With this month’s Patch Tuesday, Microsoft has delivered the patch for the infamous Internet Explorer zero-day (CVE-2013-3893) that has been spotted being used in attacks that date as back as three or four months ago and have been tied to the Chinese hacking group that hit Bit9 earlier this year.
What has received a little less attention is that a patch for another IE zero-day actively exploited in the wild has been released simultaneously: CVE-2013-3897.
“The vulnerability is caused by a ‘use-after-free’ error when processing ‘CDisplayPointer’ objects within mshtml.dll and generically triggered by the ‘onpropertychange’ event handler; the vulnerability could be exploited remotely by attackers to compromise a system via a malicious web page,” Elad Sharf, Senior Security Researcher at Websense, explained in a blog post.

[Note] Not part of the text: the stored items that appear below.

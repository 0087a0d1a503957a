use super::{Symbol, SymbolLookup, Variable};
use crate::builtins;
use crate::error::{Error, Result};
use crate::function::{FunctionCallSite, FunctionContext};
use crate::util;

/// An environment instance to which symbols can be bound.
///
/// A parse only sees the symbols bound to the environment it was given.
/// Mutation takes `&mut self` and parsing borrows `&self`, so a symbol
/// table can never be modified while a parse against it is in flight.
#[derive(Debug, Default)]
pub struct ExecutionEnv {
    symbols: SymbolLookup,
}

impl ExecutionEnv {
    /// Creates an empty environment, with no symbols bound.
    pub fn new() -> Self {
        ExecutionEnv::default()
    }

    /// Creates an environment pre-seeded with the default symbol catalogue.
    pub fn with_builtins() -> Self {
        let mut env = ExecutionEnv::new();
        builtins::register(&mut env).expect("builtin symbol catalogue is valid");
        env
    }

    pub fn insert_variable(&mut self, name: &str, value: f64) -> Result<()> {
        self.insert_symbol(Variable::new(name, value)?.into())
    }

    /// Inserts a function taking no arguments.
    pub fn insert_nullary<F>(&mut self, name: &str, fn_: F) -> Result<()>
    where
        F: Fn() -> f64 + Send + Sync + 'static,
    {
        self.insert_symbol(FunctionCallSite::new(name, 0, move |_| Ok(fn_()))?.into())
    }

    /// Inserts a function taking exactly one argument.
    pub fn insert_unary<F>(&mut self, name: &str, fn_: F) -> Result<()>
    where
        F: Fn(f64) -> f64 + Send + Sync + 'static,
    {
        self.insert_symbol(
            FunctionCallSite::new(name, 1, move |ctx| Ok(fn_(ctx.get_double(0)?)))?.into(),
        )
    }

    /// Inserts a function taking exactly two arguments.
    pub fn insert_binary<F>(&mut self, name: &str, fn_: F) -> Result<()>
    where
        F: Fn(f64, f64) -> f64 + Send + Sync + 'static,
    {
        self.insert_symbol(
            FunctionCallSite::new(name, 2, move |ctx| {
                Ok(fn_(ctx.get_double(0)?, ctx.get_double(1)?))
            })?
            .into(),
        )
    }

    /// Inserts a function accepting between `min_args` and `max_args`
    /// arguments, both inclusive.
    pub fn insert_function<F>(
        &mut self,
        name: &str,
        min_args: usize,
        max_args: usize,
        fn_: F,
    ) -> Result<()>
    where
        F: Fn(&FunctionContext) -> Result<f64> + Send + Sync + 'static,
    {
        self.insert_symbol(FunctionCallSite::with_bounds(name, min_args, max_args, fn_)?.into())
    }

    /// Inserts a symbol, failing if the name is already bound, either as a
    /// variable or as a function.
    pub fn insert_symbol(&mut self, symbol: Symbol) -> Result<()> {
        self.symbols.insert(symbol)
    }

    /// Inserts a symbol unless its name is already bound; returns the prior
    /// symbol in that case.
    pub fn insert_if_absent(&mut self, symbol: Symbol) -> Result<Option<Symbol>> {
        self.symbols.insert_if_absent(symbol)
    }

    /// Unbinds a symbol by name, returning it if it was bound.
    pub fn remove_symbol(&mut self, name: &str) -> Option<Symbol> {
        self.symbols.remove(name)
    }

    /// Resolves the symbol whose name starts at `pos` in the scanner's
    /// buffer, reporting the scanned identifier run on a miss.
    pub(crate) fn lookup_symbol(&self, buf: &[u8], pos: usize) -> Result<&Symbol> {
        self.symbols.lookup(buf, pos).ok_or_else(|| {
            let run_end = buf[pos..]
                .iter()
                .position(|&c| !util::is_identifier_char(c))
                .map_or(buf.len(), |offset| pos + offset);
            let name = String::from_utf8_lossy(&buf[pos..run_end]).into_owned();
            Error::SymbolNotFound(name)
        })
    }
}

#[cfg(test)]
mod tests {
    use super::*;

    #[test]
    fn test_insert_and_lookup() {
        let mut env = ExecutionEnv::new();
        env.insert_variable("answer", 42.0).unwrap();

        match env.lookup_symbol(b"answer", 0).unwrap() {
            Symbol::Variable(variable) => assert_eq!(variable.value(), 42.0),
            other => panic!("expected variable, got {other:?}"),
        }
    }

    #[test]
    fn test_lookup_miss_reports_scanned_run() {
        let env = ExecutionEnv::new();
        assert_eq!(
            env.lookup_symbol(b"unknown_var + 1", 0).unwrap_err(),
            Error::SymbolNotFound("unknown_var".to_string())
        );
        // run ends at the buffer end as well
        assert_eq!(
            env.lookup_symbol(b"1+abc", 2).unwrap_err(),
            Error::SymbolNotFound("abc".to_string())
        );
    }

    #[test]
    fn test_duplicate_across_kinds() {
        let mut env = ExecutionEnv::new();
        env.insert_unary("f", f64::sqrt).unwrap();
        assert_eq!(
            env.insert_variable("f", 1.0),
            Err(Error::DuplicateSymbol("f".to_string()))
        );
    }

    #[test]
    fn test_remove_and_reinsert() {
        let mut env = ExecutionEnv::new();
        env.insert_variable("x", 1.0).unwrap();
        assert!(env.remove_symbol("x").is_some());
        assert!(env.remove_symbol("x").is_none());
        env.insert_variable("x", 2.0).unwrap();
    }

    #[test]
    fn test_insert_if_absent_keeps_existing() {
        let mut env = ExecutionEnv::new();
        env.insert_variable("x", 1.0).unwrap();

        let prior = env
            .insert_if_absent(Variable::new("x", 9.0).unwrap().into())
            .unwrap();
        assert!(prior.is_some());

        match env.lookup_symbol(b"x", 0).unwrap() {
            Symbol::Variable(variable) => assert_eq!(variable.value(), 1.0),
            other => panic!("expected variable, got {other:?}"),
        }
    }

    #[test]
    fn test_builtins_are_seeded() {
        let env = ExecutionEnv::with_builtins();
        assert!(env.lookup_symbol(b"pi", 0).is_ok());
        assert!(env.lookup_symbol(b"sin", 0).is_ok());
        assert!(env.lookup_symbol(b"max", 0).is_ok());
    }
}
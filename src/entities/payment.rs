// 💵 Payment Entity - income received from a student
//
// `student_id` may be empty or point at a student that no longer exists.
// Resolution goes through `Document::find_student`, never a panic.

use super::{lenient, text_or_empty, Amount};
use serde::{Deserialize, Serialize};
use serde_json::{Map, Value};
use std::fmt;
use std::str::FromStr;

// ============================================================================
// PAYMENT METHOD (shared with expenses)
// ============================================================================

#[derive(Debug, Clone, Copy, PartialEq, Eq, Serialize, Deserialize)]
pub enum PaymentMethod {
    Cash,
    Card,
    Bank,
    Transfer,
    Other,
}

impl PaymentMethod {
    pub fn as_str(&self) -> &'static str {
        match self {
            PaymentMethod::Cash => "cash",
            PaymentMethod::Card => "card",
            PaymentMethod::Bank => "bank",
            PaymentMethod::Transfer => "transfer",
            PaymentMethod::Other => "other",
        }
    }
}

impl Default for PaymentMethod {
    fn default() -> Self {
        PaymentMethod::Cash
    }
}

impl fmt::Display for PaymentMethod {
    fn fmt(&self, f: &mut fmt::Formatter<'_>) -> fmt::Result {
        f.write_str(self.as_str())
    }
}

impl FromStr for PaymentMethod {
    type Err = String;

    fn from_str(s: &str) -> Result<Self, Self::Err> {
        match s.trim().to_lowercase().as_str() {
            "cash" => Ok(PaymentMethod::Cash),
            "card" => Ok(PaymentMethod::Card),
            "bank" => Ok(PaymentMethod::Bank),
            "transfer" => Ok(PaymentMethod::Transfer),
            "other" => Ok(PaymentMethod::Other),
            other => Err(other.to_string()),
        }
    }
}

// ============================================================================
// PAYMENT
// ============================================================================

#[derive(Debug, Clone, PartialEq, Default, Serialize, Deserialize)]
#[serde(rename_all = "camelCase")]
pub struct Payment {
    #[serde(default, deserialize_with = "lenient::text", skip_serializing_if = "String::is_empty")]
    pub id: String,

    /// Student.id, or empty when the payment is unlinked. Always written,
    /// since loading links every payment.
    #[serde(default, deserialize_with = "lenient::text")]
    pub student_id: String,

    /// Raw stored value; `amount()` gives the number
    #[serde(default, deserialize_with = "lenient::present", skip_serializing_if = "Option::is_none")]
    pub amount: Option<Amount>,

    #[serde(default, deserialize_with = "lenient::opt_text", skip_serializing_if = "Option::is_none")]
    pub currency: Option<String>,

    #[serde(default, deserialize_with = "lenient::opt_text", skip_serializing_if = "Option::is_none")]
    pub method: Option<String>,

    /// Staff name; not required to be in the staff list
    #[serde(default, deserialize_with = "lenient::opt_text", skip_serializing_if = "Option::is_none")]
    pub received_by: Option<String>,

    /// Payments without a timestamp never fall inside a window
    #[serde(default, deserialize_with = "lenient::opt_text", skip_serializing_if = "Option::is_none")]
    pub paid_at: Option<String>,

    #[serde(default, deserialize_with = "lenient::opt_text", skip_serializing_if = "Option::is_none")]
    pub note: Option<String>,

    #[serde(flatten)]
    pub extra: Map<String, Value>,
}

impl Payment {
    /// Amount as a number; missing or non-numeric reads as 0
    pub fn amount(&self) -> f64 {
        self.amount.as_ref().map(Amount::value).unwrap_or(0.0)
    }

    pub fn currency(&self) -> &str {
        text_or_empty(&self.currency)
    }

    pub fn method(&self) -> &str {
        text_or_empty(&self.method)
    }

    pub fn received_by(&self) -> &str {
        text_or_empty(&self.received_by)
    }

    pub fn is_linked(&self) -> bool {
        !self.student_id.is_empty()
    }

    /// Key used to count distinct payers: student id, else note, else payment id
    pub fn payer_key(&self) -> &str {
        if !self.student_id.is_empty() {
            return &self.student_id;
        }
        match self.note.as_deref() {
            Some(note) if !note.is_empty() => note,
            _ => &self.id,
        }
    }
}

#[cfg(test)]
mod tests {
    use super::*;
    use serde_json::json;

    #[test]
    fn test_payment_reads_camel_case() {
        let payment: Payment = serde_json::from_value(json!({
            "id": "p1",
            "studentId": "s1",
            "amount": 1500,
            "currency": "USD",
            "method": "card",
            "receivedBy": "Adham",
            "paidAt": "2024-05-03T10:00:00.000Z",
            "note": "Standard package"
        }))
        .unwrap();

        assert_eq!(payment.amount(), 1500.0);
        assert_eq!(payment.received_by(), "Adham");
        assert!(payment.is_linked());
    }

    #[test]
    fn test_amount_coerced_leniently() {
        let text: Payment = serde_json::from_value(json!({ "id": "p", "amount": "250" })).unwrap();
        let junk: Payment = serde_json::from_value(json!({ "id": "p", "amount": "lots" })).unwrap();
        let missing: Payment = serde_json::from_value(json!({ "id": "p" })).unwrap();

        assert_eq!(text.amount(), 250.0);
        assert_eq!(junk.amount(), 0.0);
        assert_eq!(missing.amount(), 0.0);
    }

    #[test]
    fn test_saves_back_what_was_read() {
        for stored in [
            json!({ "id": "p1", "studentId": "s1", "amount": "TBD" }),
            json!({ "id": "p2", "studentId": "", "amount": 1500, "note": "Deposit" }),
            json!({ "id": "p3", "studentId": "s1", "amount": 10.5, "currency": "USD",
                    "method": "card", "receivedBy": "Adham", "paidAt": "2024-05-03T10:00:00.000Z" }),
            json!({ "id": "p4", "studentId": "s1", "amount": null }),
        ] {
            let payment: Payment = serde_json::from_value(stored.clone()).unwrap();
            assert_eq!(serde_json::to_value(&payment).unwrap(), stored);
        }
    }

    #[test]
    fn test_missing_text_fields_read_empty() {
        let payment: Payment = serde_json::from_value(json!({ "id": "p" })).unwrap();
        assert_eq!(payment.currency(), "");
        assert_eq!(payment.method(), "");
        assert_eq!(payment.received_by(), "");
        assert!(payment.currency.is_none());
    }

    #[test]
    fn test_null_student_id_reads_as_unlinked() {
        let payment: Payment =
            serde_json::from_value(json!({ "id": "p", "studentId": null })).unwrap();
        assert_eq!(payment.student_id, "");
        assert!(!payment.is_linked());
    }

    #[test]
    fn test_payer_key_fallbacks() {
        let mut payment = Payment {
            id: "p1".to_string(),
            student_id: "s1".to_string(),
            note: Some("Premium".to_string()),
            ..Default::default()
        };
        assert_eq!(payment.payer_key(), "s1");

        payment.student_id.clear();
        assert_eq!(payment.payer_key(), "Premium");

        payment.note = Some(String::new());
        assert_eq!(payment.payer_key(), "p1");

        payment.note = None;
        assert_eq!(payment.payer_key(), "p1");
    }

    #[test]
    fn test_method_parse() {
        assert_eq!("BANK".parse::<PaymentMethod>(), Ok(PaymentMethod::Bank));
        assert!("crypto".parse::<PaymentMethod>().is_err());
        assert_eq!(PaymentMethod::default().as_str(), "cash");
    }
}
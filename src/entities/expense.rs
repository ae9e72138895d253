// 🧾 Expense Entity - money paid out by the business

use super::{lenient, text_or_empty, Amount};
use serde::{Deserialize, Serialize};
use serde_json::{Map, Value};

#[derive(Debug, Clone, PartialEq, Default, Serialize, Deserialize)]
#[serde(rename_all = "camelCase")]
pub struct Expense {
    #[serde(default, deserialize_with = "lenient::text", skip_serializing_if = "String::is_empty")]
    pub id: String,

    #[serde(default, deserialize_with = "lenient::opt_text", skip_serializing_if = "Option::is_none")]
    pub category: Option<String>,

    #[serde(default, deserialize_with = "lenient::present", skip_serializing_if = "Option::is_none")]
    pub amount: Option<Amount>,

    #[serde(default, deserialize_with = "lenient::opt_text", skip_serializing_if = "Option::is_none")]
    pub currency: Option<String>,

    #[serde(default, deserialize_with = "lenient::opt_text", skip_serializing_if = "Option::is_none")]
    pub paid_to: Option<String>,

    #[serde(default, deserialize_with = "lenient::opt_text", skip_serializing_if = "Option::is_none")]
    pub paid_at: Option<String>,

    #[serde(default, deserialize_with = "lenient::opt_text", skip_serializing_if = "Option::is_none")]
    pub method: Option<String>,

    #[serde(default, deserialize_with = "lenient::opt_text", skip_serializing_if = "Option::is_none")]
    pub note: Option<String>,

    /// Staff name of whoever recorded the expense
    #[serde(default, deserialize_with = "lenient::opt_text", skip_serializing_if = "Option::is_none")]
    pub entered_by: Option<String>,

    #[serde(flatten)]
    pub extra: Map<String, Value>,
}

impl Expense {
    /// Amount as a number; missing or non-numeric reads as 0
    pub fn amount(&self) -> f64 {
        self.amount.as_ref().map(Amount::value).unwrap_or(0.0)
    }

    pub fn category(&self) -> &str {
        text_or_empty(&self.category)
    }

    pub fn currency(&self) -> &str {
        text_or_empty(&self.currency)
    }

    pub fn paid_to(&self) -> &str {
        text_or_empty(&self.paid_to)
    }

    pub fn method(&self) -> &str {
        text_or_empty(&self.method)
    }

    pub fn entered_by(&self) -> &str {
        text_or_empty(&self.entered_by)
    }
}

The flaw is being exploited in a series of highly targeted, low-volume attacks in Korea, Hong Kong, and the US, aimed at companies in the finance, engineering and construction, manufacturing and government sectors.
The attack lure pages are located in a network range assigned to the Republic of Korea, and present a consistent URL structure (x.x.x.x/mii/guy2.html). It’s also interesting to note that there are other pages – with the same structure – that serve an exploit for an older IE flaw (CVE-2012-4792) which has been patched a while back.
And while the exploit for the CVE-2013-3897 bug is triggered only by visitors running Windows XP 32-bit with the language set to Japanese or Korean and owners of IE 8, the CVE-2012-4792 exploit doesn’t make any distinctions and targets all visitors.
“Cybercriminals continue to innovate; they find zero-day vulnerabilities and utilize them in low volume targeted attacks, and in parallel they also employ older well-known exploits,” says Sharf. “This is indicative of them having conducted thorough reconnaissance in order to deliver payloads that they believe are likely to succeed.”